• Directions: In your answer, print each of the records below exactly.

======== Information ========

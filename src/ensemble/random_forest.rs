use serde::{Deserialize, Serialize};

use crate::predictor::Regressor;
use crate::{ArrayView1, Matrix, Vector};

/// One node of a fitted regression tree.
///
/// Samples with `x[feature] <= threshold` follow `left`.
#[derive(Clone, Debug, PartialEq, Serialize, Deserialize)]
#[serde(untagged)]
pub enum TreeNode {
    Split {
        feature: usize,
        threshold: f64,
        left: usize,
        right: usize,
    },
    Leaf {
        value: f64,
    },
}

#[derive(Clone, Debug, Serialize, Deserialize)]
pub struct DecisionTreeParams {
    pub nodes: Vec<TreeNode>,
}

#[derive(Clone, Debug, Serialize, Deserialize)]
pub struct RandomForestParams {
    pub n_features: usize,
    pub trees: Vec<DecisionTreeParams>,
}

/// A fitted binary regression tree. Node 0 is the root.
#[derive(Clone, Debug)]
pub struct DecisionTreeRegressor {
    nodes: Vec<TreeNode>,
}

impl DecisionTreeRegressor {
    /// Children must come after their parent, which rules out cycles.
    pub fn new(nodes: Vec<TreeNode>, n_features: usize) -> Result<Self, String> {
        if nodes.is_empty() {
            return Err("Tree must have at least one node".to_string());
        }

        for (i, node) in nodes.iter().enumerate() {
            match *node {
                TreeNode::Split {
                    feature,
                    threshold,
                    left,
                    right,
                } => {
                    if feature >= n_features {
                        return Err(format!(
                            "Node {} splits on feature {} but the model has {} features",
                            i, feature, n_features
                        ));
                    }
                    if !threshold.is_finite() {
                        return Err(format!("Node {} has a non-finite threshold", i));
                    }
                    for child in [left, right] {
                        if child <= i || child >= nodes.len() {
                            return Err(format!("Node {} has invalid child index {}", i, child));
                        }
                    }
                }
                TreeNode::Leaf { value } => {
                    if !value.is_finite() {
                        return Err(format!("Leaf {} has a non-finite value", i));
                    }
                }
            }
        }

        Ok(Self { nodes })
    }

    pub fn n_nodes(&self) -> usize {
        self.nodes.len()
    }

    pub fn predict_row(&self, row: ArrayView1<f64>) -> f64 {
        let mut index = 0;
        loop {
            match self.nodes[index] {
                TreeNode::Leaf { value } => return value,
                TreeNode::Split {
                    feature,
                    threshold,
                    left,
                    right,
                } => {
                    index = if row[feature] <= threshold { left } else { right };
                }
            }
        }
    }
}

/// Averages the outputs of its trees.
#[derive(Clone, Debug)]
pub struct RandomForestRegressor {
    trees: Vec<DecisionTreeRegressor>,
    n_features: usize,
}

impl RandomForestRegressor {
    pub fn new(trees: Vec<DecisionTreeRegressor>, n_features: usize) -> Result<Self, String> {
        if trees.is_empty() {
            return Err("Random forest must have at least one tree".to_string());
        }

        if n_features == 0 {
            return Err("Random forest must have at least one feature".to_string());
        }

        Ok(Self { trees, n_features })
    }

    pub fn from_params(params: RandomForestParams) -> Result<Self, String> {
        let n_features = params.n_features;
        let trees = params
            .trees
            .into_iter()
            .enumerate()
            .map(|(i, tree)| {
                DecisionTreeRegressor::new(tree.nodes, n_features).map_err(|e| format!("Tree {}: {}", i, e))
            })
            .collect::<Result<Vec<_>, String>>()?;

        Self::new(trees, n_features)
    }

    pub fn n_estimators(&self) -> usize {
        self.trees.len()
    }

    pub fn predict(&self, x: &Matrix) -> Result<Vector, String> {
        if x.ncols() != self.n_features {
            return Err(format!(
                "Number of features in X ({}) doesn't match training data ({})",
                x.ncols(),
                self.n_features
            ));
        }

        let n_trees = self.trees.len() as f64;
        let predictions = x
            .rows()
            .into_iter()
            .map(|row| self.trees.iter().map(|tree| tree.predict_row(row)).sum::<f64>() / n_trees)
            .collect::<Vec<_>>();

        Ok(Vector::from(predictions))
    }
}

impl Regressor for RandomForestRegressor {
    fn n_features(&self) -> usize {
        self.n_features
    }

    fn predict(&self, x: &Matrix) -> Result<Vector, String> {
        RandomForestRegressor::predict(self, x)
    }
}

========

• Solution to this task:
filename src/ensemble/random_forest.rs
use serde::{Deserialize, Serialize};

use crate::predictor::Regressor;
use crate::{ArrayView1, Matrix, Vector};

/// One node of a fitted regression tree.
///
/// Samples with `x[feature] <= threshold` follow `left`.
#[derive(Clone, Debug, PartialEq, Serialize, Deserialize)]
#[serde(untagged)]
pub enum TreeNode {
    Split {
        feature: usize,
        threshold: f64,
        left: usize,
        right: usize,
    },
    Leaf {
        value: f64,
    },
}

#[derive(Clone, Debug, Serialize, Deserialize)]
pub struct DecisionTreeParams {
    pub nodes: Vec<TreeNode>,
}

#[derive(Clone, Debug, Serialize, Deserialize)]
pub struct RandomForestParams {
    pub n_features: usize,
    pub trees: Vec<DecisionTreeParams>,
}

/// A fitted binary regression tree. Node 0 is the root.
#[derive(Clone, Debug)]
pub struct DecisionTreeRegressor {
    nodes: Vec<TreeNode>,
}

impl DecisionTreeRegressor {
    /// Children must come after their parent, which rules out cycles.
    pub fn new(nodes: Vec<TreeNode>, n_features: usize) -> Result<Self, String> {
        if nodes.is_empty() {
            return Err("Tree must have at least one node".to_string());
        }

        for (i, node) in nodes.iter().enumerate() {
            match *node {
                TreeNode::Split {
                    feature,
                    threshold,
                    left,
                    right,
                } => {
                    if feature >= n_features {
                        return Err(format!(
                            "Node {} splits on feature {} but the model has {} features",
                            i, feature, n_features
                        ));
                    }
                    if !threshold.is_finite() {
                        return Err(format!("Node {} has a non-finite threshold", i));
                    }
                    for child in [left, right] {
                        if child <= i || child >= nodes.len() {
                            return Err(format!("Node {} has invalid child index {}", i, child));
                        }
                    }
                }
                TreeNode::Leaf { value } => {
                    if !value.is_finite() {
                        return Err(format!("Leaf {} has a non-finite value", i));
                    }
                }
            }
        }

        Ok(Self { nodes })
    }

    pub fn n_nodes(&self) -> usize {
        self.nodes.len()
    }

    pub fn predict_row(&self, row: ArrayView1<f64>) -> f64 {
        let mut index = 0;
        loop {
            match self.nodes[index] {
                TreeNode::Leaf { value } => return value,
                TreeNode::Split {
                    feature,
                    threshold,
                    left,
                    right,
                } => {
                    index = if row[feature] <= threshold { left } else { right };
                }
            }
        }
    }
}

/// Averages the outputs of its trees.
#[derive(Clone, Debug)]
pub struct RandomForestRegressor {
    trees: Vec<DecisionTreeRegressor>,
    n_features: usize,
}

impl RandomForestRegressor {
    pub fn new(trees: Vec<DecisionTreeRegressor>, n_features: usize) -> Result<Self, String> {
        if trees.is_empty() {
            return Err("Random forest must have at least one tree".to_string());
        }

        if n_features == 0 {
            return Err("Random forest must have at least one feature".to_string());
        }

        Ok(Self { trees, n_features })
    }

    pub fn from_params(params: RandomForestParams) -> Result<Self, String> {
        let n_features = params.n_features;
        let trees = params
            .trees
            .into_iter()
            .enumerate()
            .map(|(i, tree)| {
                DecisionTreeRegressor::new(tree.nodes, n_features).map_err(|e| format!("Tree {}: {}", i, e))
            })
            .collect::<Result<Vec<_>, String>>()?;

        Self::new(trees, n_features)
    }

    pub fn n_estimators(&self) -> usize {
        self.trees.len()
    }

    pub fn predict(&self, x: &Matrix) -> Result<Vector, String> {
        if x.ncols() != self.n_features {
            return Err(format!(
                "Number of features in X ({}) doesn't match training data ({})",
                x.ncols(),
                self.n_features
            ));
        }

        let n_trees = self.trees.len() as f64;
        let predictions = x
            .rows()
            .into_iter()
            .map(|row| self.trees.iter().map(|tree| tree.predict_row(row)).sum::<f64>() / n_trees)
            .collect::<Vec<_>>();

        Ok(Vector::from(predictions))
    }
}

impl Regressor for RandomForestRegressor {
    fn n_features(&self) -> usize {
        self.n_features
    }

    fn predict(&self, x: &Matrix) -> Result<Vector, String> {
        RandomForestRegressor::predict(self, x)
    }
}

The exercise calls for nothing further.